Just saw my neighbor peel out on his lawn and drive over his curb on his way to work. Apparently I live in Hazzard county.
If I were a Jedi Knight I'd totally hold a sandwich in one hand, a beer in the other hand, and masturbate.
If it were socially acceptable, physically possible, and somewhat pleasurable, I think I would make love to this honeycrisp apple.
Fell asleep in my car at lunch. I'm a newspaper blanket away from becoming a full fledged hobo.
3 y.o. came in and asked what "God" was, so I hid under a blanket and pretended I was asleep until she left. Who said parenting was tough?
I just ate a whole bunch of animal crackers. Or as I like to tell my kids, had an animal holocaust in my mouth.

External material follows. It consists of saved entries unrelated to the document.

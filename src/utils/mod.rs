pub mod file_detection;
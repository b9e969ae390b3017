//! End-to-end tests driving the IPC command handlers against a real
//! temporary file tree and an in-memory store, with the event loop,
//! dialogs and clipboard replaced by test doubles.

use std::fs;
use std::path::PathBuf;
use std::sync::{Arc, Mutex};

use tempfile::TempDir;

use context_dropper::app::events::UserEvent;
use context_dropper::app::file_dialog::DialogService;
use context_dropper::app::hover::UiMode;
use context_dropper::app::proxy::EventProxy;
use context_dropper::app::state::AppState;
use context_dropper::app::{commands, handle_ipc_message};
use context_dropper::config::AppConfig;
use context_dropper::core::ClipboardService;
use context_dropper::store::ProjectStore;

mod helpers {
    use super::*;

    /// A test double for the event loop proxy, collecting every event.
    #[derive(Clone)]
    pub struct TestEventProxy {
        pub events: Arc<Mutex<Vec<UserEvent>>>,
    }

    impl TestEventProxy {
        pub fn new() -> Self {
            Self {
                events: Arc::new(Mutex::new(Vec::new())),
            }
        }

        pub fn notices(&self) -> Vec<String> {
            self.events
                .lock()
                .unwrap()
                .iter()
                .filter_map(|e| match e {
                    UserEvent::Notice(text) => Some(text.clone()),
                    _ => None,
                })
                .collect()
        }

        pub fn errors(&self) -> Vec<String> {
            self.events
                .lock()
                .unwrap()
                .iter()
                .filter_map(|e| match e {
                    UserEvent::ShowError(text) => Some(text.clone()),
                    _ => None,
                })
                .collect()
        }
    }

    impl EventProxy for TestEventProxy {
        fn send_event(&self, event: UserEvent) {
            self.events.lock().unwrap().push(event);
        }
    }

    /// Dialog double that hands out a preconfigured project root.
    pub struct MockDialogService {
        pub project_root: Option<PathBuf>,
    }

    impl DialogService for MockDialogService {
        fn pick_project_root(&self) -> Option<PathBuf> {
            self.project_root.clone()
        }

        fn pick_selection_files(&self) -> Option<Vec<PathBuf>> {
            None
        }

        fn pick_selection_directory(&self) -> Option<PathBuf> {
            None
        }
    }

    /// Clipboard double that records copied text instead of touching the OS.
    pub struct MockClipboard {
        pub texts: Mutex<Vec<String>>,
    }

    impl MockClipboard {
        pub fn new() -> Self {
            Self {
                texts: Mutex::new(Vec::new()),
            }
        }
    }

    impl ClipboardService for MockClipboard {
        fn set_text(&self, text: &str) -> anyhow::Result<()> {
            self.texts.lock().unwrap().push(text.to_string());
            Ok(())
        }
    }

    /// An isolated app environment per test case.
    pub struct TestHarness {
        pub state: Arc<Mutex<AppState>>,
        pub proxy: TestEventProxy,
        pub clipboard: Arc<MockClipboard>,
        pub root_path: PathBuf,
        _temp_dir: TempDir,
    }

    impl TestHarness {
        pub fn new() -> Self {
            let temp_dir = tempfile::tempdir().expect("Failed to create temp dir");
            let root_path = temp_dir.path().to_path_buf();

            let store = ProjectStore::in_memory().expect("Failed to open in-memory store");
            let state = AppState::new(AppConfig::default(), store)
                .expect("Failed to build app state");

            Self {
                state: Arc::new(Mutex::new(state)),
                proxy: TestEventProxy::new(),
                clipboard: Arc::new(MockClipboard::new()),
                root_path,
                _temp_dir: temp_dir,
            }
        }

        /// Creates a project rooted at the temp dir and makes it active.
        pub fn with_project(name: &str) -> Self {
            let harness = Self::new();
            let dialog = MockDialogService {
                project_root: Some(harness.root_path.clone()),
            };
            commands::create_project(
                serde_json::json!({ "name": name }),
                &dialog,
                harness.proxy.clone(),
                harness.state.clone(),
            );
            assert!(harness.state.lock().unwrap().active.is_some());
            harness
        }

        pub fn create_file(&self, path: &str, content: &str) {
            let file_path = self.root_path.join(path);
            if let Some(parent) = file_path.parent() {
                fs::create_dir_all(parent).expect("Failed to create parent dir");
            }
            fs::write(file_path, content).expect("Failed to write file");
        }

        pub fn add_selection(&self, path: &str, filters: &[&str]) {
            commands::add_selection(
                serde_json::json!({
                    "path": self.root_path.join(path),
                    "filters": filters,
                }),
                self.proxy.clone(),
                self.state.clone(),
            );
        }

        pub fn drop_context(&self) {
            commands::drop_context(
                self.proxy.clone(),
                self.state.clone(),
                &*self.clipboard,
            );
        }

        pub fn context_file(&self) -> String {
            fs::read_to_string(self.root_path.join("context.txt"))
                .expect("context.txt was not written")
        }

        pub fn active_project_id(&self) -> i64 {
            self.state
                .lock()
                .unwrap()
                .active
                .as_ref()
                .expect("no active project")
                .project
                .id
        }
    }
}

use helpers::*;

#[test]
fn export_writes_context_file_and_copies_prompt() {
    let harness = TestHarness::with_project("demo");
    harness.create_file("src/app.py", "x=1");
    harness.add_selection("src/app.py", &[]);

    harness.drop_context();

    let content = harness.context_file();
    assert!(content.contains(
        "----- File: src/app.py -----\nx=1\n----- End File: src/app.py -----"
    ));
    let copied = harness.clipboard.texts.lock().unwrap();
    assert_eq!(copied.len(), 1);
    assert!(copied[0].contains("My question is:"));
    assert!(harness.proxy.errors().is_empty());
}

#[test]
fn directory_selection_resolves_extension_filter_recursively() {
    let harness = TestHarness::with_project("demo");
    harness.create_file("src/main.py", "m");
    harness.create_file("src/deep/util.py", "u");
    harness.create_file("src/readme.md", "r");
    harness.add_selection("src", &["py"]);

    harness.drop_context();

    let content = harness.context_file();
    assert!(content.contains("----- File: src/main.py -----"));
    assert!(content.contains("----- File: src/deep/util.py -----"));
    assert!(!content.contains("readme.md -----"));
}

#[test]
fn export_with_no_selections_writes_summary_only() {
    let harness = TestHarness::with_project("empty");

    harness.drop_context();

    let content = harness.context_file();
    assert!(content.starts_with(
        "----- Project Structure (Files included in context file indicated with *) -----"
    ));
    assert!(!content.contains("----- File:"));
}

#[test]
fn category_filter_restricts_export_to_tagged_selections() {
    let harness = TestHarness::with_project("demo");
    harness.create_file("db/schema.sql", "CREATE TABLE t;");
    harness.create_file("api/routes.py", "route");
    harness.add_selection("db", &["sql"]);
    harness.add_selection("api", &["py"]);

    let (db_category, db_selection) = {
        let state = harness.state.lock().unwrap();
        let project_id = state.active.as_ref().unwrap().project.id;
        let category = state.store.add_category(project_id, "DB").unwrap();
        let selection = state
            .store
            .selection_by_path(project_id, &harness.root_path.join("db"))
            .unwrap()
            .unwrap();
        (category, selection.id)
    };
    commands::set_selection_categories(
        serde_json::json!({ "selectionId": db_selection, "categoryIds": [db_category] }),
        harness.proxy.clone(),
        harness.state.clone(),
    );
    commands::set_export_category(
        serde_json::json!({ "categoryId": db_category }),
        harness.proxy.clone(),
        harness.state.clone(),
    );

    harness.drop_context();

    let content = harness.context_file();
    assert!(content.contains("----- File: db/schema.sql -----"));
    assert!(!content.contains("routes.py"));
}

#[test]
fn selection_outside_project_root_is_rejected_with_notice() {
    let harness = TestHarness::with_project("demo");
    let outside = TempDir::new().unwrap();
    let outside_file = outside.path().join("secret.txt");
    fs::write(&outside_file, "s").unwrap();

    commands::add_selection(
        serde_json::json!({ "path": outside_file, "filters": [] }),
        harness.proxy.clone(),
        harness.state.clone(),
    );

    assert!(harness
        .proxy
        .notices()
        .iter()
        .any(|n| n.contains("inside the project root")));
    let state = harness.state.lock().unwrap();
    assert!(state.active.as_ref().unwrap().selections.is_empty());
}

#[test]
fn missing_selection_produces_warning_not_failure() {
    let harness = TestHarness::with_project("demo");
    harness.create_file("keep.py", "k");
    harness.add_selection("keep.py", &[]);
    harness.add_selection("gone.py", &[]);
    // The second add is rejected outright; simulate a file deleted later.
    harness.create_file("later.py", "l");
    harness.add_selection("later.py", &[]);
    fs::remove_file(harness.root_path.join("later.py")).unwrap();

    harness.drop_context();

    let content = harness.context_file();
    assert!(content.contains("----- Warning: Selected path not found: later.py -----"));
    assert!(content.contains("----- File: keep.py -----"));
}

#[test]
fn delete_project_removes_it_and_clears_active_state() {
    let harness = TestHarness::with_project("demo");
    harness.create_file("a.py", "a");
    harness.add_selection("a.py", &[]);
    let project_id = harness.active_project_id();

    commands::delete_project(
        serde_json::json!({ "projectId": project_id }),
        harness.proxy.clone(),
        harness.state.clone(),
    );

    let state = harness.state.lock().unwrap();
    assert!(state.active.is_none());
    assert!(state.store.projects().unwrap().is_empty());
    assert!(state.store.project(project_id).unwrap().is_none());
}

#[test]
fn duplicate_project_name_is_a_notice_not_an_error() {
    let harness = TestHarness::with_project("demo");
    let dialog = MockDialogService {
        project_root: Some(harness.root_path.clone()),
    };

    commands::create_project(
        serde_json::json!({ "name": "demo" }),
        &dialog,
        harness.proxy.clone(),
        harness.state.clone(),
    );

    assert!(harness
        .proxy
        .notices()
        .iter()
        .any(|n| n.contains("already exists")));
    assert_eq!(harness.state.lock().unwrap().store.projects().unwrap().len(), 1);
}

#[test]
fn hover_mode_roundtrip_is_persisted() {
    let harness = TestHarness::with_project("demo");

    commands::collapse_to_hover(harness.proxy.clone(), harness.state.clone());
    {
        let state = harness.state.lock().unwrap();
        assert_eq!(state.hover.mode(), UiMode::Hover);
        assert_eq!(
            state.store.setting("last_ui_mode").unwrap().as_deref(),
            Some("hover")
        );
    }

    commands::expand_from_hover(harness.proxy.clone(), harness.state.clone());
    let state = harness.state.lock().unwrap();
    assert_eq!(state.hover.mode(), UiMode::Full);
    assert_eq!(
        state.store.setting("last_ui_mode").unwrap().as_deref(),
        Some("full")
    );
}

#[test]
fn ipc_dispatch_routes_commands_end_to_end() {
    let harness = TestHarness::with_project("demo");
    harness.create_file("main.py", "print()");

    let dialog: Arc<dyn DialogService> = Arc::new(MockDialogService { project_root: None });
    let clipboard: Arc<dyn ClipboardService> = Arc::new(MockClipboard::new());

    let message = serde_json::json!({
        "command": "addSelection",
        "payload": { "path": harness.root_path.join("main.py"), "filters": [] },
    })
    .to_string();
    handle_ipc_message(
        message,
        dialog.clone(),
        clipboard.clone(),
        harness.proxy.clone(),
        harness.state.clone(),
    );
    assert_eq!(
        harness.state.lock().unwrap().active.as_ref().unwrap().selections.len(),
        1
    );

    handle_ipc_message(
        serde_json::json!({ "command": "dropContext", "payload": {} }).to_string(),
        dialog,
        clipboard,
        harness.proxy.clone(),
        harness.state.clone(),
    );
    assert!(harness.context_file().contains("----- File: main.py -----"));
}

#[test]
fn export_never_includes_the_context_file_itself() {
    let harness = TestHarness::with_project("demo");
    harness.create_file("a.txt", "a");
    harness.add_selection(".", &["txt"]);

    harness.drop_context();
    harness.drop_context();

    let content = harness.context_file();
    assert!(content.contains("----- File: a.txt -----"));
    assert!(!content.contains("----- File: context.txt -----"));
}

walked in with an iphone in one pocket, ipod in another, & a Macbook slung over my shoulder. Saw apple pie on the table. I think it's a trap
Just passed a sign advertising "meat bingo." I've never wanted to go and not go to an event so much.
I like where this Octomom/Gosselin feud is going - each have their own tiny kid armies they can deploy.
Went to see Santa arrive in town. Daughter asked where Mrs. Claus was.
"At home, cleaning of course."
The women in the crowd loved me!
I eat cereal without the bowl, hotdogs without the buns, and beer without the bottles (I use a glass - for all 3).